Today, the Day of the Holy Spirt, we await news on the occupancy date in our new temple. All is ready, except for a dispute with the city about the type of perimeter fence we must put up. They are requiring a very expensive concrete fence, which is tens of thousands of dollars above our means; we are asking to put in a living fence, with "Nellie R Stevens" hollies, which will be more or less a bit over our means and much more attractive. The savings will be over $30,000. We submitted paperwork to the city today, and if they are cooperative, go before the planning and zoning commission June 8th to plead our case. We could be planting June 9th, and in the next weekend, or we could be delayed by many months, with a new and empty temple, and two mortgages, and no fence, and a demoralized community. We have over 12 letters from neighbors which state that they want a living fence, and pictures and a bunch of other stuff - but without God's blessing upon our endeavors, we have nothing.
How can we gain God's blessing for our endeavors?
There is a simple, and yet difficult answer. We pray and live the Christian life. Since we are a community of Christians, gathered around our temple, we must emphasize our corporate prayer.
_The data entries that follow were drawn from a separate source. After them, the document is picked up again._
#[cfg(test)]
mod tests {
    use super::*;
    use crate::sim::disc::AreaId;
    use crate::sim::enemy::{EnemyBehavior, EnemyDefinition};
    use crate::sim::hero::Hero;
    use crate::sim::items::{Loot, WeaponType, generate_weapon};
    use crate::world::{DungeonKind, DungeonRecipe};
    use std::collections::BTreeSet;

    struct Idle;

    impl EnemyBehavior for Idle {
        fn update(&self, _state: &mut GameState, _enemy: &mut Enemy) {}
    }

    static STATUE: EnemyDefinition = EnemyDefinition::new("Statue", &Idle);

    /// Fresh game with every generated enemy removed
    fn quiet_state(seed: u32) -> GameState {
        let mut state = GameState::new(seed);
        state.enemies.clear();
        state
    }

    fn enemy_shot(pos: Vec2, damage: f32, duration: f32) -> Bullet {
        let source = BulletSource::Enemy(EnemyId::new(AreaId::Dungeon(999), 0));
        Bullet::new(source, pos, Vec2::ZERO, 6.0, duration, damage)
    }

    fn press(key: GameKey) -> InputSnapshot {
        InputSnapshot::default().advance(BTreeSet::from([key]), None)
    }

    #[test]
    fn test_bullet_expires_on_exact_tick() {
        let mut state = quiet_state(100);
        let pos = state.hero.pos + Vec2::new(400.0, 0.0);
        state.enemy_bullets.push(enemy_shot(pos, 1.0, 1000.0));
        let input = InputSnapshot::default();
        for _ in 0..49 {
            tick(&mut state, &input);
        }
        assert_eq!(state.enemy_bullets.len(), 1);
        tick(&mut state, &input);
        assert!(state.enemy_bullets.is_empty());
    }

    #[test]
    fn test_warning_blocks_damage() {
        let mut state = quiet_state(100);
        let life = state.hero.life;
        let shot = enemy_shot(state.hero.pos, 10.0, 1000.0).with_warning(100.0);
        state.enemy_bullets.push(shot);
        let input = InputSnapshot::default();
        for _ in 0..4 {
            tick(&mut state, &input);
        }
        assert_eq!(state.hero.life, life);
        tick(&mut state, &input);
        assert!(state.hero.life < life);
        assert!(state.enemy_bullets.is_empty(), "hit consumes the bullet");
    }

    #[test]
    fn test_multi_shot_sub_beats() {
        let mut state = quiet_state(100);
        state.hero.weapon = generate_weapon(WeaponType::Dagger, 1, &[]);
        let aim = Some(state.hero.pos + Vec2::new(300.0, 0.0));
        let input = InputSnapshot::default().advance(BTreeSet::new(), aim);
        let mut counts = Vec::new();
        for _ in 0..13 {
            tick(&mut state, &input);
            counts.push(state.hero_bullets.len());
        }
        // Cooldown ≈ 822 ms: beats at 0, ~123 and ~247 ms
        assert_eq!(counts[0], 1);
        assert_eq!(counts[5], 1);
        assert_eq!(counts[6], 2);
        assert_eq!(counts[11], 2);
        assert_eq!(counts[12], 3);
    }

    #[test]
    fn test_charged_attack_lasts_one_cycle() {
        let mut state = quiet_state(100);
        state.hero.charge = MAX_CHARGE;
        let aim = Some(state.hero.pos + Vec2::new(300.0, 0.0));
        let input = InputSnapshot::default().advance(BTreeSet::from([GameKey::Charge]), aim);
        tick(&mut state, &input);
        assert!(state.hero.charged_attack);
        assert_eq!(state.hero.charge, 0.0);
        let charged = state.hero_bullets[0].radius;

        let hold = input.advance(BTreeSet::new(), aim);
        let cycle_ticks = (state.hero.attack_cooldown() / FRAME_LENGTH).ceil() as usize;
        for _ in 0..cycle_ticks {
            tick(&mut state, &hold);
        }
        assert!(!state.hero.charged_attack);
        let latest = state.hero_bullets.last().map(|b| b.radius).unwrap_or_default();
        assert!(charged > latest);
    }

    #[test]
    fn test_lingering_pool_burns_hero_at_its_rate() {
        let mut state = quiet_state(100);
        let life = state.hero.max_life();
        state.hero.life = life;
        let pool = enemy_shot(state.hero.pos, 0.0, 2000.0).with_damage_over_time(10.0);
        state.enemy_bullets.push(pool);
        let input = InputSnapshot::default();
        for _ in 0..50 {
            tick(&mut state, &input);
        }
        // One second at 10 dps, no armor rounding per frame
        assert!((life - state.hero.life - 10.0).abs() < 1e-3);
        assert_eq!(state.enemy_bullets.len(), 1, "pools are never consumed");
    }

    #[test]
    fn test_lingering_shot_burns_enemy() {
        let mut state = quiet_state(100);
        let home = state.hero.disc.unwrap_or_else(|| panic!("hero is not on a disc"));
        let id = state.spawn_enemy(&STATUE, state.hero.pos + Vec2::new(60.0, 0.0), home, 5);
        let (pos, life) = (state.enemies[&id].pos, state.enemies[&id].life);
        let pool = Bullet::new(BulletSource::Hero, pos, Vec2::ZERO, 20.0, 2000.0, 0.0).with_damage_over_time(10.0);
        state.hero_bullets.push(pool);
        let input = InputSnapshot::default();
        for _ in 0..50 {
            tick(&mut state, &input);
        }
        assert!((life - state.enemies[&id].life - 10.0).abs() < 1e-3);
        assert_eq!(state.hero_bullets.len(), 1);
    }

    #[test]
    fn test_mode_timer_advances_before_update() {
        let mut state = quiet_state(100);
        let home = state.hero.disc.unwrap_or_else(|| panic!("hero is not on a disc"));
        let id = state.spawn_enemy(&STATUE, state.hero.pos + Vec2::new(60.0, 0.0), home, 1);
        let input = InputSnapshot::default();
        for _ in 0..3 {
            tick(&mut state, &input);
        }
        assert_eq!(state.enemies[&id].mode_time, 3.0 * FRAME_LENGTH);
    }

    #[test]
    fn test_hero_death_respawns_at_origin() {
        let mut state = quiet_state(100);
        state.enter_dungeon(DungeonRecipe {
            seed: 5,
            level: 3,
            kind: DungeonKind::Cavern,
        });
        state.enemies.clear();
        state.hero.life = 1.0;
        state.enemy_bullets.push(enemy_shot(state.hero.pos, 1000.0, 1000.0));
        tick(&mut state, &InputSnapshot::default());
        assert!(!state.in_dungeon());
        assert_eq!(state.hero.pos, Vec2::ZERO);
        assert_eq!(state.hero.life, state.hero.max_life());
        assert!(state.sounds.contains(&SoundKey::HeroDeath));
    }

    #[test]
    fn test_boss_fight_isolates_and_resolves() {
        let mut state = quiet_state(100);
        state.enter_dungeon(DungeonRecipe {
            seed: 8,
            level: 4,
            kind: DungeonKind::Cavern,
        });
        let arena = state.dungeon.as_ref().map(|d| d.boss_disc).unwrap_or_else(|| panic!("no dungeon"));
        let arena_pos = state.disc(arena).map(|d| d.pos).unwrap_or_default();
        let boss = state.disc(arena).and_then(|d| d.boss).unwrap_or_else(|| panic!("no boss"));
        // Sturdy enough to shrug off the boss while the test walks around
        state.hero = Hero::new(30);
        state.hero.pos = arena_pos + Vec2::new(30.0, 0.0);

        let input = InputSnapshot::default();
        tick(&mut state, &input);
        assert!(state.boss_fight.is_some_and(|f| f.boss == boss && !f.is_active()));
        let bystander = state
            .enemies
            .values()
            .find(|e| e.disc != Some(arena))
            .map(|e| e.id);
        let frozen_time = bystander.map(|id| state.enemies[&id].mode_time);
        for _ in 0..55 {
            tick(&mut state, &input);
        }
        assert!(state.boss_fight.is_some_and(|f| f.is_active()));
        assert_eq!(bystander.map(|id| state.enemies[&id].mode_time), frozen_time);

        // Walking away doesn't leave the arena
        let right = InputSnapshot::default().advance(BTreeSet::from([GameKey::Right]), None);
        for _ in 0..100 {
            tick(&mut state, &right);
        }
        assert_eq!(state.hero.disc, Some(arena));

        let boss_pos = state.enemies[&boss].pos;
        let finisher = Bullet::new(BulletSource::Hero, boss_pos, Vec2::ZERO, 10.0, 1000.0, 1e9);
        state.hero_bullets.push(finisher);
        tick(&mut state, &input);
        assert!(!state.enemies.contains_key(&boss));
        assert!(state.boss_fight.is_none());
        let disc = state.disc(arena).unwrap_or_else(|| panic!("arena gone"));
        assert!(disc.boss.is_none());
        assert_eq!(
            disc.portals
                .iter()
                .filter(|p| p.destination == crate::sim::disc::PortalDestination::Overworld)
                .count(),
            1
        );
    }

    #[test]
    fn test_loot_pickup_and_sale() {
        let mut state = quiet_state(100);
        let home = state.hero.disc.unwrap_or_else(|| panic!("hero is not on a disc"));
        let spot = state.hero.pos + Vec2::new(20.0, 0.0);
        if let Some(disc) = state.disc_mut(home) {
            disc.loot.clear();
            disc.loot.push(Loot::new(spot, Item::Potion { heal: 0.5 }));
        }
        state.hero.life = 10.0;
        tick(&mut state, &press(GameKey::Interact));
        assert!(state.hero.life > 10.0);
        assert!(state.disc(home).is_some_and(|d| d.loot.is_empty()));

        let weapon = Item::Weapon(generate_weapon(WeaponType::Staff, 3, &[]));
        let value = weapon.value();
        let hero_pos = state.hero.pos;
        if let Some(disc) = state.disc_mut(home) {
            disc.loot.push(Loot::new(hero_pos, weapon));
        }
        tick(&mut state, &press(GameKey::Sell));
        assert_eq!(state.hero.coins, value);
        assert_eq!(state.hero.weapon.kind, WeaponType::Bow);
    }

    #[test]
    fn test_determinism() {
        let run = || {
            let mut state = GameState::new(2024);
            let keys = BTreeSet::from([GameKey::Right, GameKey::Down]);
            let mut input = InputSnapshot::default();
            for frame in 0..300u32 {
                let aim = state.hero.pos + Vec2::new(100.0, 50.0);
                input = input.advance(if frame % 60 < 30 { keys.clone() } else { BTreeSet::new() }, Some(aim));
                tick(&mut state, &input);
            }
            let enemies: Vec<(EnemyId, Vec2)> = state.enemies.values().map(|e| (e.id, e.pos)).collect();
            (state.hero.pos, state.hero.life, state.hero.experience, enemies)
        };
        assert_eq!(run(), run());
    }
}
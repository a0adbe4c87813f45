//! Bullets and their per-frame kinematics
//!
//! A bullet is a plain value; its movement is selected by a swappable
//! [`BulletBehavior`]. Swapping behavior mid-flight is intended: returning
//! shots turn into simple shots, boomerangs turn into source-seekers.

use std::collections::BTreeSet;

use glam::Vec2;

use super::collision::Circle;
use super::enemy::EnemyId;
use super::state::GameState;
use crate::consts::*;
use crate::{heading, normalize_angle, polar_to_cartesian, turn_towards_angle};

/// Turn rate of a boomerang flying home (radians/s)
pub const BOOMERANG_TURN_RATE: f32 = 12.0;

/// Who fired a bullet
#[derive(Debug, Clone, Copy, PartialEq, Eq)]
pub enum BulletSource {
    Hero,
    Enemy(EnemyId),
}

/// Center an orbiting bullet circles around
#[derive(Debug, Clone, Copy, PartialEq)]
pub enum OrbitCenter {
    Hero,
    Enemy(EnemyId),
    Point(Vec2),
}

/// What a seeking bullet homes in on
#[derive(Debug, Clone, Copy, PartialEq, Eq)]
pub enum SeekTarget {
    /// Nearest live enemy not yet hit by this bullet
    Enemies,
    Hero,
    /// Whoever fired the bullet
    Source,
}

/// Per-frame movement rule
#[derive(Debug, Clone, Copy, PartialEq)]
pub enum BulletBehavior {
    /// Straight line with optional sine weave and friction
    Simple,
    /// Orbit a moving center at a fixed radius
    Circling {
        center: OrbitCenter,
        theta: f32,
        /// Angular velocity (radians/s)
        v_theta: f32,
        orbit_radius: f32,
    },
    /// Simple until half the lifetime, then reverse and become Simple
    Returning,
    /// Simple until half the lifetime, then seek the source
    Boomerang,
    /// Turn toward a target by at most `turn_rate` (radians/s), then Simple
    Seeking { target: SeekTarget, turn_rate: f32 },
}

/// A projectile
#[derive(Debug, Clone)]
pub struct Bullet {
    /// Unperturbed center (before wave offset)
    pub base_pos: Vec2,
    /// Rendered/collision position
    pub pos: Vec2,
    pub vel: Vec2,
    pub radius: f32,
    /// Lifetime in ms
    pub duration: f32,
    /// Elapsed ms
    pub time: f32,
    /// Telegraph ms remaining; no hits while positive
    pub warning_time: f32,
    pub damage: f32,
    /// Damage per second applied while overlapping
    pub damage_over_time: f32,
    pub armor_shred: f32,
    /// Charge granted to the hero on the next enemy hit
    pub charge_gain: f32,
    pub hit_targets: BTreeSet<EnemyId>,
    pub is_enemy_piercing: bool,
    /// Set once a non-piercing bullet hits; removed at end of frame
    pub consumed: bool,
    pub amplitude: f32,
    /// Weave cycles per second
    pub frequency: f32,
    /// Fraction of speed lost per second
    pub friction: f32,
    pub source: BulletSource,
    pub behavior: BulletBehavior,
}

impl Bullet {
    pub fn new(source: BulletSource, pos: Vec2, vel: Vec2, radius: f32, duration: f32, damage: f32) -> Self {
        Self {
            base_pos: pos,
            pos,
            vel,
            radius,
            duration,
            time: 0.0,
            warning_time: 0.0,
            damage,
            damage_over_time: 0.0,
            armor_shred: 0.0,
            charge_gain: 0.0,
            hit_targets: BTreeSet::new(),
            is_enemy_piercing: false,
            consumed: false,
            amplitude: 0.0,
            frequency: 0.0,
            friction: 0.0,
            source,
            behavior: BulletBehavior::Simple,
        }
    }

    /// A bullet orbiting `center` (currently at `center_pos`)
    #[allow(clippy::too_many_arguments)]
    pub fn orbiting(
        source: BulletSource,
        center: OrbitCenter,
        center_pos: Vec2,
        theta: f32,
        v_theta: f32,
        orbit_radius: f32,
        radius: f32,
        duration: f32,
        damage: f32,
    ) -> Self {
        let pos = center_pos + polar_to_cartesian(orbit_radius, theta);
        Self::new(source, pos, Vec2::ZERO, radius, duration, damage).with_behavior(BulletBehavior::Circling {
            center,
            theta,
            v_theta,
            orbit_radius,
        })
    }

    pub fn with_behavior(mut self, behavior: BulletBehavior) -> Self {
        self.behavior = behavior;
        self
    }

    pub fn with_warning(mut self, warning_time: f32) -> Self {
        self.warning_time = warning_time;
        self
    }

    pub fn with_wave(mut self, amplitude: f32, frequency: f32) -> Self {
        self.amplitude = amplitude;
        self.frequency = frequency;
        self
    }

    pub fn with_friction(mut self, friction: f32) -> Self {
        self.friction = friction;
        self
    }

    pub fn with_damage_over_time(mut self, damage_per_second: f32) -> Self {
        self.damage_over_time = damage_per_second;
        self
    }

    pub fn with_charge_gain(mut self, charge_gain: f32) -> Self {
        self.charge_gain = charge_gain;
        self
    }

    pub fn piercing(mut self) -> Self {
        self.is_enemy_piercing = true;
        self
    }

    #[inline]
    pub fn is_expired(&self) -> bool {
        self.time >= self.duration
    }

    /// False while the telegraph is still running
    #[inline]
    pub fn is_armed(&self) -> bool {
        self.warning_time <= 0.0
    }

    /// Ready to be filtered out of the bullet list
    #[inline]
    pub fn is_done(&self) -> bool {
        self.is_expired() || self.consumed
    }
}

impl Circle for Bullet {
    fn center(&self) -> Vec2 {
        self.pos
    }

    fn radius(&self) -> f32 {
        self.radius
    }
}

/// Advance one frame: timers, then the current behavior
pub fn advance_bullet(state: &GameState, bullet: &mut Bullet) {
    bullet.time += FRAME_LENGTH;
    if bullet.warning_time > 0.0 {
        bullet.warning_time = (bullet.warning_time - FRAME_LENGTH).max(0.0);
    }
    match bullet.behavior {
        BulletBehavior::Simple => update_simple(bullet),
        BulletBehavior::Circling { .. } => update_circling(state, bullet),
        BulletBehavior::Returning => update_returning(bullet),
        BulletBehavior::Boomerang => update_boomerang(bullet),
        BulletBehavior::Seeking { target, turn_rate } => update_seeking(state, bullet, target, turn_rate),
    }
}

/// Integrate velocity, apply friction and the perpendicular weave
pub fn update_simple(bullet: &mut Bullet) {
    if bullet.friction > 0.0 {
        bullet.vel *= (1.0 - bullet.friction).max(0.0).powf(FRAME_SECONDS);
    }
    bullet.base_pos += bullet.vel * FRAME_SECONDS;
    bullet.pos = bullet.base_pos;
    if bullet.amplitude != 0.0 && bullet.frequency != 0.0 {
        // Ramp the weave in so the bullet doesn't snap sideways at spawn
        let ramp = (bullet.time / WAVE_RAMP_DURATION).min(1.0);
        let normal = bullet.vel.normalize_or_zero().perp();
        let phase = std::f32::consts::TAU * bullet.frequency * bullet.time / 1000.0;
        bullet.pos += normal * bullet.amplitude * ramp * phase.sin();
    }
}

fn update_circling(state: &GameState, bullet: &mut Bullet) {
    let BulletBehavior::Circling {
        center,
        theta,
        mut v_theta,
        orbit_radius,
    } = bullet.behavior
    else {
        return;
    };
    let Some(center_pos) = orbit_center_position(state, center) else {
        // Source is gone
        bullet.time = bullet.time.max(bullet.duration);
        return;
    };
    if bullet.friction > 0.0 {
        v_theta *= (1.0 - bullet.friction).max(0.0).powf(FRAME_SECONDS);
    }
    let theta = normalize_angle(theta + v_theta * FRAME_SECONDS);
    let offset = polar_to_cartesian(orbit_radius, theta);
    bullet.base_pos = center_pos + offset;
    bullet.pos = bullet.base_pos;
    bullet.vel = offset.perp().normalize_or_zero() * v_theta * orbit_radius;
    bullet.behavior = BulletBehavior::Circling {
        center,
        theta,
        v_theta,
        orbit_radius,
    };
}

fn update_returning(bullet: &mut Bullet) {
    update_simple(bullet);
    if bullet.time >= bullet.duration / 2.0 {
        bullet.vel = -bullet.vel;
        bullet.behavior = BulletBehavior::Simple;
    }
}

fn update_boomerang(bullet: &mut Bullet) {
    update_simple(bullet);
    if bullet.time >= bullet.duration / 2.0 {
        bullet.behavior = BulletBehavior::Seeking {
            target: SeekTarget::Source,
            turn_rate: BOOMERANG_TURN_RATE,
        };
    }
}

fn update_seeking(state: &GameState, bullet: &mut Bullet, target: SeekTarget, turn_rate: f32) {
    if let Some(target_pos) = seek_target_position(state, bullet, target) {
        let speed = bullet.vel.length();
        let desired = heading(target_pos - bullet.base_pos);
        let theta = turn_towards_angle(heading(bullet.vel), turn_rate * FRAME_SECONDS, desired);
        bullet.vel = polar_to_cartesian(speed, theta);
        // A returning boomerang is caught when it reaches its thrower
        if target == SeekTarget::Source && bullet.base_pos.distance(target_pos) <= bullet.radius + HERO_RADIUS {
            bullet.time = bullet.time.max(bullet.duration);
        }
    }
    update_simple(bullet);
}

fn orbit_center_position(state: &GameState, center: OrbitCenter) -> Option<Vec2> {
    match center {
        OrbitCenter::Hero => Some(state.hero.pos),
        OrbitCenter::Enemy(id) => state.enemies.get(&id).filter(|e| e.life > 0.0).map(|e| e.pos),
        OrbitCenter::Point(point) => Some(point),
    }
}

fn source_position(state: &GameState, source: BulletSource) -> Option<Vec2> {
    match source {
        BulletSource::Hero => Some(state.hero.pos),
        BulletSource::Enemy(id) => state.enemies.get(&id).map(|e| e.pos),
    }
}

fn seek_target_position(state: &GameState, bullet: &Bullet, target: SeekTarget) -> Option<Vec2> {
    match target {
        SeekTarget::Hero => Some(state.hero.pos),
        SeekTarget::Source => source_position(state, bullet.source),
        SeekTarget::Enemies => state
            .active_enemies()
            .filter(|e| e.life > 0.0 && !e.invulnerable && !bullet.hit_targets.contains(&e.id))
            // A boss fight seals the arena
            .filter(|e| state.boss_fight.is_none_or(|fight| e.disc == Some(fight.disc)))
            .min_by(|a, b| {
                a.pos
                    .distance_squared(bullet.base_pos)
                    .partial_cmp(&b.pos.distance_squared(bullet.base_pos))
                    .unwrap_or(std::cmp::Ordering::Equal)
            })
            .map(|e| e.pos),
    }
}
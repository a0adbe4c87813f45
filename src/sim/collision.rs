//! Collision and geometry helpers for circular entities
//!
//! Everything in the simulation is a circle: discs, the hero, enemies,
//! bullets, loot and portals. These helpers never produce NaN; a zero-length
//! direction falls back to a fixed unit vector so facing math stays live.

use glam::Vec2;
use serde::{Deserialize, Serialize};

/// Fallback direction for coincident points
pub const FALLBACK_DIRECTION: Vec2 = Vec2::X;

/// Anything with a center and a radius
pub trait Circle {
    fn center(&self) -> Vec2;
    fn radius(&self) -> f32;
}

/// Unit vector from `from` toward `to`, or [`FALLBACK_DIRECTION`] when they coincide
#[inline]
pub fn direction_between(from: Vec2, to: Vec2) -> Vec2 {
    let delta = to - from;
    let length = delta.length();
    if length <= f32::EPSILON {
        FALLBACK_DIRECTION
    } else {
        delta / length
    }
}

/// Unit vector from one circle's center toward another's
#[inline]
pub fn vector_to_circle<A: Circle + ?Sized, B: Circle + ?Sized>(from: &A, to: &B) -> Vec2 {
    direction_between(from.center(), to.center())
}

/// Surface-to-surface distance (negative when overlapping)
#[inline]
pub fn distance_between_circles<A: Circle + ?Sized, B: Circle + ?Sized>(a: &A, b: &B) -> f32 {
    a.center().distance(b.center()) - a.radius() - b.radius()
}

/// How deep two circles overlap (negative when apart)
#[inline]
pub fn circle_overlap<A: Circle + ?Sized, B: Circle + ?Sized>(a: &A, b: &B) -> f32 {
    -distance_between_circles(a, b)
}

/// True if two circles touch or overlap
#[inline]
pub fn circles_intersect<A: Circle + ?Sized, B: Circle + ?Sized>(a: &A, b: &B) -> bool {
    let r = a.radius() + b.radius();
    a.center().distance_squared(b.center()) <= r * r
}

/// Pull `point` back inside a circle if it strayed outside
pub fn clamp_to_circle(point: Vec2, center: Vec2, radius: f32) -> Vec2 {
    let offset = point - center;
    if offset.length_squared() <= radius * radius {
        point
    } else {
        center + direction_between(center, point) * radius
    }
}

/// Push `point` out of a circle if it is inside
pub fn push_out_of_circle(point: Vec2, center: Vec2, radius: f32) -> Vec2 {
    let offset = point - center;
    if offset.length_squared() >= radius * radius {
        point
    } else {
        center + direction_between(center, point) * radius
    }
}

/// A plain positioned circle
#[derive(Debug, Clone, Copy, PartialEq, Serialize, Deserialize)]
pub struct CircleShape {
    pub pos: Vec2,
    pub radius: f32,
}

impl CircleShape {
    pub fn new(pos: Vec2, radius: f32) -> Self {
        Self { pos, radius }
    }
}

impl Circle for CircleShape {
    fn center(&self) -> Vec2 {
        self.pos
    }

    fn radius(&self) -> f32 {
        self.radius
    }
}

/// Axis-aligned rectangle
#[derive(Debug, Clone, Copy, PartialEq, Serialize, Deserialize)]
pub struct Rect {
    pub min: Vec2,
    pub max: Vec2,
}

impl Rect {
    pub fn new(min: Vec2, max: Vec2) -> Self {
        Self {
            min: min.min(max),
            max: min.max(max),
        }
    }

    /// Square of half-size `half_extent` around `center`
    pub fn around(center: Vec2, half_extent: f32) -> Self {
        Self::new(center - Vec2::splat(half_extent), center + Vec2::splat(half_extent))
    }

    pub fn width(&self) -> f32 {
        self.max.x - self.min.x
    }

    pub fn height(&self) -> f32 {
        self.max.y - self.min.y
    }

    pub fn center(&self) -> Vec2 {
        (self.min + self.max) * 0.5
    }

    pub fn contains_point(&self, point: Vec2) -> bool {
        point.x >= self.min.x && point.x <= self.max.x && point.y >= self.min.y && point.y <= self.max.y
    }

    /// True if the whole circle lies inside the rectangle
    pub fn contains_circle<C: Circle + ?Sized>(&self, circle: &C) -> bool {
        let inner = Rect::new(
            self.min + Vec2::splat(circle.radius()),
            self.max - Vec2::splat(circle.radius()),
        );
        circle.radius() * 2.0 <= self.width().min(self.height()) && inner.contains_point(circle.center())
    }

    /// True if the rectangles share any area
    pub fn intersects(&self, other: &Rect) -> bool {
        self.min.x <= other.max.x
            && self.max.x >= other.min.x
            && self.min.y <= other.max.y
            && self.max.y >= other.min.y
    }
}

#[cfg(test)]
mod tests {
    use super::*;

    #[test]
    fn test_direction_guard_on_zero_distance() {
        let dir = direction_between(Vec2::new(5.0, 5.0), Vec2::new(5.0, 5.0));
        assert_eq!(dir, FALLBACK_DIRECTION);
        assert!(!dir.x.is_nan());
    }

    #[test]
    fn test_circle_distance_and_overlap() {
        let a = CircleShape::new(Vec2::ZERO, 10.0);
        let b = CircleShape::new(Vec2::new(25.0, 0.0), 10.0);
        assert!((distance_between_circles(&a, &b) - 5.0).abs() < 1e-5);
        assert!(!circles_intersect(&a, &b));

        let c = CircleShape::new(Vec2::new(15.0, 0.0), 10.0);
        assert!((circle_overlap(&a, &c) - 5.0).abs() < 1e-5);
        assert!(circles_intersect(&a, &c));
        assert!((vector_to_circle(&a, &c) - Vec2::X).length() < 1e-6);
    }

    #[test]
    fn test_clamp_and_push() {
        let clamped = clamp_to_circle(Vec2::new(0.0, 50.0), Vec2::ZERO, 20.0);
        assert!((clamped - Vec2::new(0.0, 20.0)).length() < 1e-5);
        let inside = clamp_to_circle(Vec2::new(3.0, 4.0), Vec2::ZERO, 20.0);
        assert_eq!(inside, Vec2::new(3.0, 4.0));

        let pushed = push_out_of_circle(Vec2::new(1.0, 0.0), Vec2::ZERO, 10.0);
        assert!((pushed - Vec2::new(10.0, 0.0)).length() < 1e-5);
    }

    #[test]
    fn test_rect_containment() {
        let rect = Rect::new(Vec2::ZERO, Vec2::new(100.0, 50.0));
        assert!(rect.contains_point(Vec2::new(50.0, 25.0)));
        assert!(!rect.contains_point(Vec2::new(150.0, 25.0)));
        assert!(rect.contains_circle(&CircleShape::new(Vec2::new(50.0, 25.0), 20.0)));
        assert!(!rect.contains_circle(&CircleShape::new(Vec2::new(10.0, 25.0), 20.0)));
        assert!(!rect.contains_circle(&CircleShape::new(Vec2::new(50.0, 25.0), 30.0)));
        assert!(rect.intersects(&Rect::around(Vec2::new(110.0, 25.0), 15.0)));
        assert!(!rect.intersects(&Rect::around(Vec2::new(200.0, 25.0), 15.0)));
    }
}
Archpriest David Moser recently published a homily on Pentecost which included a Homily by St. Theophan the Recluse, entitled: "God gave us a Church. We need to make use of it as we should". Please read it with care. I was thinking thoughts which were similar during our vigil with so many present.
May God grant that when we get into our new temple, we will be deserving of the blessing by utilizing it for prayer. If we do this, we will surely use it well for other important things - teaching, outreach to the community, Red Cross blood drives, etc - but as St Theophan says, if we do not use the church for prayer first and foremost, we cannot expect our labors to have a blessing.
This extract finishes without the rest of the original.